Voter turnout is an indicator of community engagement and political participation. It can reflect how much people feel engaged in their community.
- In 2016, of people eligible to vote 38% in Christchurch, 45% in Selwyn, and 39% did so.
- For Christchurch the 2016 turnout was a 5% decrease from the 2013 elections (43%) and 14% decrease (52%) from the 2010 elections.
- For Selwyn the 2016 election was a 2% increase from 2013 (43%).
- For Waimakariri the 2016 election was a 4% increase from 2013 (35%).
Note this is an interactive chart and you can click on the legend items to change what is shown on the graph.

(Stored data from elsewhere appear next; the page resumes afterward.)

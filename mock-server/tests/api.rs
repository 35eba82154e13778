use axum::http::{self, Request, StatusCode};
use http_body_util::BodyExt;
use mock_server::{app, MockResponse, MockServer};
use tower::ServiceExt;

async fn body_json(response: axum::response::Response) -> serde_json::Value {
    let bytes = response.into_body().collect().await.unwrap().to_bytes();
    serde_json::from_slice(&bytes).unwrap()
}

async fn body_bytes(response: axum::response::Response) -> bytes::Bytes {
    response.into_body().collect().await.unwrap().to_bytes()
}

fn post(uri: &str, content_type: &str, body: &str) -> Request<String> {
    Request::builder()
        .method("POST")
        .uri(uri)
        .header(http::header::ACCEPT, "application/json")
        .header(http::header::CONTENT_TYPE, content_type)
        .header(http::header::AUTHORIZATION, "Basic Og==")
        .body(body.to_string())
        .unwrap()
}

// --- queued responses ---

#[tokio::test]
async fn serves_enqueued_response() {
    let server = MockServer::new();
    server.enqueue(MockResponse::raw_json(r#"{"document_tone":{}}"#));

    let resp = app(server)
        .oneshot(post("/v3/tone?version=2017-09-21", "text/plain", "hello"))
        .await
        .unwrap();

    assert_eq!(resp.status(), StatusCode::OK);
    assert_eq!(
        resp.headers().get(http::header::CONTENT_TYPE).unwrap(),
        "application/json"
    );
    let json = body_json(resp).await;
    assert_eq!(json, serde_json::json!({ "document_tone": {} }));
}

#[tokio::test]
async fn serves_enqueued_error_status() {
    let server = MockServer::new();
    server.enqueue(
        MockResponse::raw_json(r#"{"code":401,"error":"Unauthorized"}"#).with_status(StatusCode::UNAUTHORIZED),
    );

    let resp = app(server)
        .oneshot(post("/v3/tone_chat?version=2017-09-21", "application/json", "{}"))
        .await
        .unwrap();

    assert_eq!(resp.status(), StatusCode::UNAUTHORIZED);
}

#[tokio::test]
async fn empty_queue_returns_500() {
    let server = MockServer::new();
    let resp = app(server.clone())
        .oneshot(post("/v3/tone", "text/plain", "hello"))
        .await
        .unwrap();

    assert_eq!(resp.status(), StatusCode::INTERNAL_SERVER_ERROR);
    let body = body_bytes(resp).await;
    assert_eq!(&body[..], b"no mock response for POST /v3/tone");
    assert_eq!(server.request_count(), 1);
}

#[tokio::test]
async fn default_response_matches_path_without_query() {
    let server = MockServer::new();
    server.set_default("/v3/tone_chat", MockResponse::raw_json(r#"{"utterances_tone":[]}"#));

    let resp = app(server)
        .oneshot(post("/v3/tone_chat?version=2017-09-21", "application/json", "{}"))
        .await
        .unwrap();

    assert_eq!(resp.status(), StatusCode::OK);
    assert_eq!(body_json(resp).await, serde_json::json!({ "utterances_tone": [] }));
}

// --- recording ---

#[tokio::test]
async fn records_method_path_headers_and_body() {
    let server = MockServer::new();
    server.enqueue(MockResponse::raw_json("{}"));

    app(server.clone())
        .oneshot(post(
            "/v3/tone?version=2017-09-21&tones=emotion%2Clanguage%2Csocial",
            "text/html; charset=utf-8",
            "<p>Watching Youtube is fun!</p>",
        ))
        .await
        .unwrap();

    let request = server.take_request().unwrap();
    assert_eq!(request.method, "POST");
    assert_eq!(request.path, "/v3/tone?version=2017-09-21&tones=emotion%2Clanguage%2Csocial");
    assert_eq!(request.header("Accept"), Some("application/json"));
    assert_eq!(request.header("content-type"), Some("text/html; charset=utf-8"));
    assert_eq!(request.header("authorization"), Some("Basic Og=="));
    assert_eq!(request.body, "<p>Watching Youtube is fun!</p>");
    assert!(server.take_request().is_none());
}

#[tokio::test]
async fn records_requests_in_arrival_order() {
    let server = MockServer::new();
    server.enqueue(MockResponse::raw_json("{}"));
    server.enqueue(MockResponse::raw_json("{}"));

    let router = app(server.clone());
    router.clone().oneshot(post("/first", "text/plain", "1")).await.unwrap();
    router.oneshot(post("/second", "text/plain", "2")).await.unwrap();

    assert_eq!(server.request_count(), 2);
    assert_eq!(server.take_request().unwrap().path, "/first");
    assert_eq!(server.take_request().unwrap().path, "/second");
}
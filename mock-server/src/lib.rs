use std::{
    collections::{HashMap, VecDeque},
    sync::{Arc, Mutex, MutexGuard},
};

use axum::{
    body::Bytes,
    extract::State,
    http::{header, HeaderMap, Method, Uri},
    response::{IntoResponse, Response},
    Router,
};
use serde::Serialize;
use tokio::net::TcpListener;

pub use axum::http::StatusCode;

/// A canned response served by the mock.
#[derive(Clone, Debug, PartialEq, Eq)]
pub struct MockResponse {
    pub status: StatusCode,
    pub content_type: String,
    pub body: String,
}

impl MockResponse {
    /// 200 response with `value` serialized as the JSON body.
    pub fn json<T: Serialize>(value: &T) -> Result<Self, serde_json::Error> {
        Ok(Self::raw_json(serde_json::to_string(value)?))
    }

    /// 200 response with an already-encoded JSON body.
    pub fn raw_json(body: impl Into<String>) -> Self {
        Self {
            status: StatusCode::OK,
            content_type: "application/json".to_string(),
            body: body.into(),
        }
    }

    pub fn with_status(mut self, status: StatusCode) -> Self {
        self.status = status;
        self
    }
}

/// A request as received by the mock. `path` includes the raw query string.
#[derive(Clone, Debug, PartialEq, Eq)]
pub struct RecordedRequest {
    pub method: String,
    pub path: String,
    pub headers: Vec<(String, String)>,
    pub body: String,
}

impl RecordedRequest {
    pub fn header(&self, name: &str) -> Option<&str> {
        self.headers
            .iter()
            .find(|(key, _)| key.eq_ignore_ascii_case(name))
            .map(|(_, value)| value.as_str())
    }
}

#[derive(Default)]
struct Inner {
    queue: VecDeque<MockResponse>,
    defaults: HashMap<String, MockResponse>,
    requests: VecDeque<RecordedRequest>,
}

/// Shared mock state. Clones observe the same queue and request log, so a
/// test keeps one handle while the router owns another.
#[derive(Clone, Default)]
pub struct MockServer {
    inner: Arc<Mutex<Inner>>,
}

impl MockServer {
    pub fn new() -> Self {
        Self::default()
    }

    /// Queue a response for the next request, whatever its path.
    pub fn enqueue(&self, response: MockResponse) {
        self.lock().queue.push_back(response);
    }

    /// Response for `path` (without query) used once the queue is empty.
    pub fn set_default(&self, path: impl Into<String>, response: MockResponse) {
        self.lock().defaults.insert(path.into(), response);
    }

    /// Oldest recorded request not yet taken.
    pub fn take_request(&self) -> Option<RecordedRequest> {
        self.lock().requests.pop_front()
    }

    /// Number of recorded requests not yet taken.
    pub fn request_count(&self) -> usize {
        self.lock().requests.len()
    }

    fn lock(&self) -> MutexGuard<'_, Inner> {
        self.inner.lock().unwrap_or_else(|poisoned| poisoned.into_inner())
    }

    fn respond(&self, request: RecordedRequest, path: &str) -> Option<MockResponse> {
        let mut inner = self.lock();
        inner.requests.push_back(request);
        match inner.queue.pop_front() {
            Some(response) => Some(response),
            None => inner.defaults.get(path).cloned(),
        }
    }
}

pub fn app(server: MockServer) -> Router {
    Router::new().fallback(record).with_state(server)
}

pub async fn run(listener: TcpListener, server: MockServer) -> Result<(), std::io::Error> {
    axum::serve(listener, app(server)).await
}

async fn record(
    State(server): State<MockServer>,
    method: Method,
    uri: Uri,
    headers: HeaderMap,
    body: Bytes,
) -> Response {
    let path = uri
        .path_and_query()
        .map(|pq| pq.as_str().to_string())
        .unwrap_or_else(|| uri.path().to_string());
    let request = RecordedRequest {
        method: method.as_str().to_string(),
        path,
        headers: headers
            .iter()
            .map(|(name, value)| {
                (name.as_str().to_string(), String::from_utf8_lossy(value.as_bytes()).into_owned())
            })
            .collect(),
        body: String::from_utf8_lossy(&body).into_owned(),
    };

    match server.respond(request, uri.path()) {
        Some(response) => {
            (response.status, [(header::CONTENT_TYPE, response.content_type)], response.body).into_response()
        }
        None => (
            StatusCode::INTERNAL_SERVER_ERROR,
            format!("no mock response for {method} {}", uri.path()),
        )
            .into_response(),
    }
}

There has been a general downward trend in greater Christchurch in voter turnout for local government elections. The 2010 peak in voter turnout for Christchurch City (52%) now appears to have dissipated and turnout at that election is likely to have been influenced by the September 2010 earthquake, which preceded the delivery of voting papers by two weeks. In 2016, voter turnout in Christchurch City had fallen to below pre-earthquake levels, at 38 percent. Voter turnout in the Selwyn District remains steady at pre-earthquake levels (approximately 45 percent). Voter turnout in the Waimakariri District was similar to Selwyn District in 2010 at 42 percent, dropping to 35 percent in 2013, followed by an increase to 39 percent in 2016.
NOTE: Christchurch City amalgamated with Banks Peninsula in 2006, so 2007 data onwards includes this change. For the 2016 elections, Christchurch also changed its councillor numbers from 14 over 7 wards to 16 (with a councillor for each).